For a while there, a big surge could be found in the hotel market of … Staten Island?
It’s true. Back in 2013 the hotel market got a big boost. But it doesn’t look like this will be sustained.
STR, a global provider of competitive benchmarking, information services and research to the hotel industry, recently released their annual historical trend and pipeline reports that take a close-up look at how hotels fared in the five boroughs, and what’s in store.
Staten Island’s 2014 numbers are grim: Occupancy rates declined 15.3 percent coupled with what was a 2 percent rise in supply. Demand went down 13.2 percent and overall revenue went down 21.4 percent. There was a notable absence of luxury and upper upscale hotels in the pipeline and just one independent hotel in the planning stage.
Richard Nicotra, chairman of the Nicotra Group, which owns the Hampton Inn and Suites and the Hilton Garden Inn, both located in the northeastern part of the island, said that things will be rough for hoteliers for the foreseeable future.
Mr. Nicotra said the biggest things affecting Staten Island’s hotel business are taxes that dwarf neighboring New Jersey’s, the lack of transportation and no industry presence.
STR reported that the average daily room rate declined 9.4 percent. Mr. Nicotra said that while high guest taxes are not any lower in Manhattan, guests still have to pay tolls to get to Staten Island or get into New Jersey. He recounted that neither of his hotels saw bookings from game-going visitors during last year’s Super Bowl at New Jersey’s Meadowlands, which is about 10 minutes from his properties.
Jan Freitag, senior vice president of STR, said that if you look at the bigger picture, Staten Island’s numbers aren’t declining—they’re simply getting back to where they were before Superstorm Sandy.
“2013 was an outlier year,” said Mr. Freitag. “You saw demand grow 60 percent between November 2012 and March 2013, because there was an influx of displaced people. The idea was to get back to their homes, not stay there forever. So the drop in 2014 is no big surprise.”
Mr. Freitag noted that in 2011, 174,000 rooms sold in Staten Island, and in 2012 the figure was 185,000. “In 2014, there were over 183,00 rooms sold. So as you can see, numbers are meeting previous years, when [the borough’s hotels] were seeing an increase in sales.”
In 2013, numbers went up across the board an average of over 9 percent for Staten Island’s hotels, from room and occupancy rates to total revenue.

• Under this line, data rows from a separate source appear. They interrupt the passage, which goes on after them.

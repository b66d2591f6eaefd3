use crate::{
    dsp::noise::{note_seed, NoiseBuffer},
    graph::{
        envelope::EnvNode, extensions::NodeExt, filter::FilterNode, mix::Sum, noise::NoiseNode,
        oscillator::OscNode, GraphNode,
    },
    preset::PianoParams,
};

/// Partial multiples and their levels.
const PARTIALS: [(f32, f32); 4] = [(1.0, 1.0), (2.0, 0.45), (3.0, 0.22), (4.0, 0.12)];

const PEAK: f32 = 0.85;
const MIN_SUSTAIN: f32 = 0.001;

const HAMMER_LEVEL: f32 = 0.8;
const HAMMER_SECONDS: f32 = 0.012;
const HAMMER_CENTER: f32 = 2600.0;
const HAMMER_Q: f32 = 2.2;

/// Four detuned triangle partials under one envelope, plus a hammer click.
///
/// Simpler and brighter than the additive piano presets: no body bands and
/// no drive. The click is a 12 ms band-passed noise burst at 2.6 kHz with
/// no gain curve of its own; the envelope attack shapes it.
pub fn note(
    params: &PianoParams,
    frequency: f32,
    length: Option<f64>,
    velocity: f32,
    sample_rate: f32,
    seed: u64,
) -> Box<dyn GraphNode> {
    let velocity = velocity.clamp(0.0, 1.0);
    let mut body = Sum::new(Vec::with_capacity(PARTIALS.len() + 1));

    for (i, &(multiple, level)) in PARTIALS.iter().enumerate() {
        body.push(
            OscNode::triangle(frequency * multiple)
                .with_detune((i as f32 - 1.5) * 2.0)
                .with_gain(params.voice_gain * level),
        );
    }

    if params.hammer > 0.001 {
        let noise = NoiseBuffer::faded(HAMMER_SECONDS, sample_rate, note_seed(frequency, 0.0, seed));
        body.push(
            NoiseNode::new(noise)
                .with_gain(params.hammer * HAMMER_LEVEL * velocity)
                .through(FilterNode::bandpass(HAMMER_CENTER, HAMMER_Q)),
        );
    }

    let env = &params.envelope;
    let mut envelope = EnvNode::adsr(
        env.attack,
        env.decay,
        PEAK * velocity,
        env.sustain.max(MIN_SUSTAIN) * velocity,
        env.release,
    );
    if let Some(length) = length {
        envelope = envelope.release_after(length);
    }

    body.amplify(envelope)
        .through(FilterNode::lowpass(params.cutoff, 0.7))
        .boxed()
}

Despite major development projects going on in the borough, which include the construction of the New York Wheel, the world’s biggest Ferris wheel, and the city’s first outlets, 2015 doesn’t look promising, said Mr. Nicotra. “There’s no industry. Until we get businesses that need rooms, there won’t be a demand. And if people think that Google is going to open up headquarters on Staten Island, I’m telling you it’s not going to happen.”
Mr. Nicotra said 2015 will likely be the worst year he will see in both of his hotels, with continued loss of guests to New Jersey and increased competition thanks to the opening of a new Holiday Inn last year.
“People look at Staten Island and they see a population of 500,000 and think there’s a need here, and there’s not,” Mr. Nicotra said.
Two hotels, which were independent, bowed out of Staten Island’s pool of 10 hotels, which consist of mostly independent and upper-midscale hotels. According to STR’s pipeline report, one unnamed hotel is in the planning stage, and will be located on Bank Street, in the heart of St. George and close to the New York Wheel. The independent hotel will have 200 rooms. The anticipated opening date was unknown.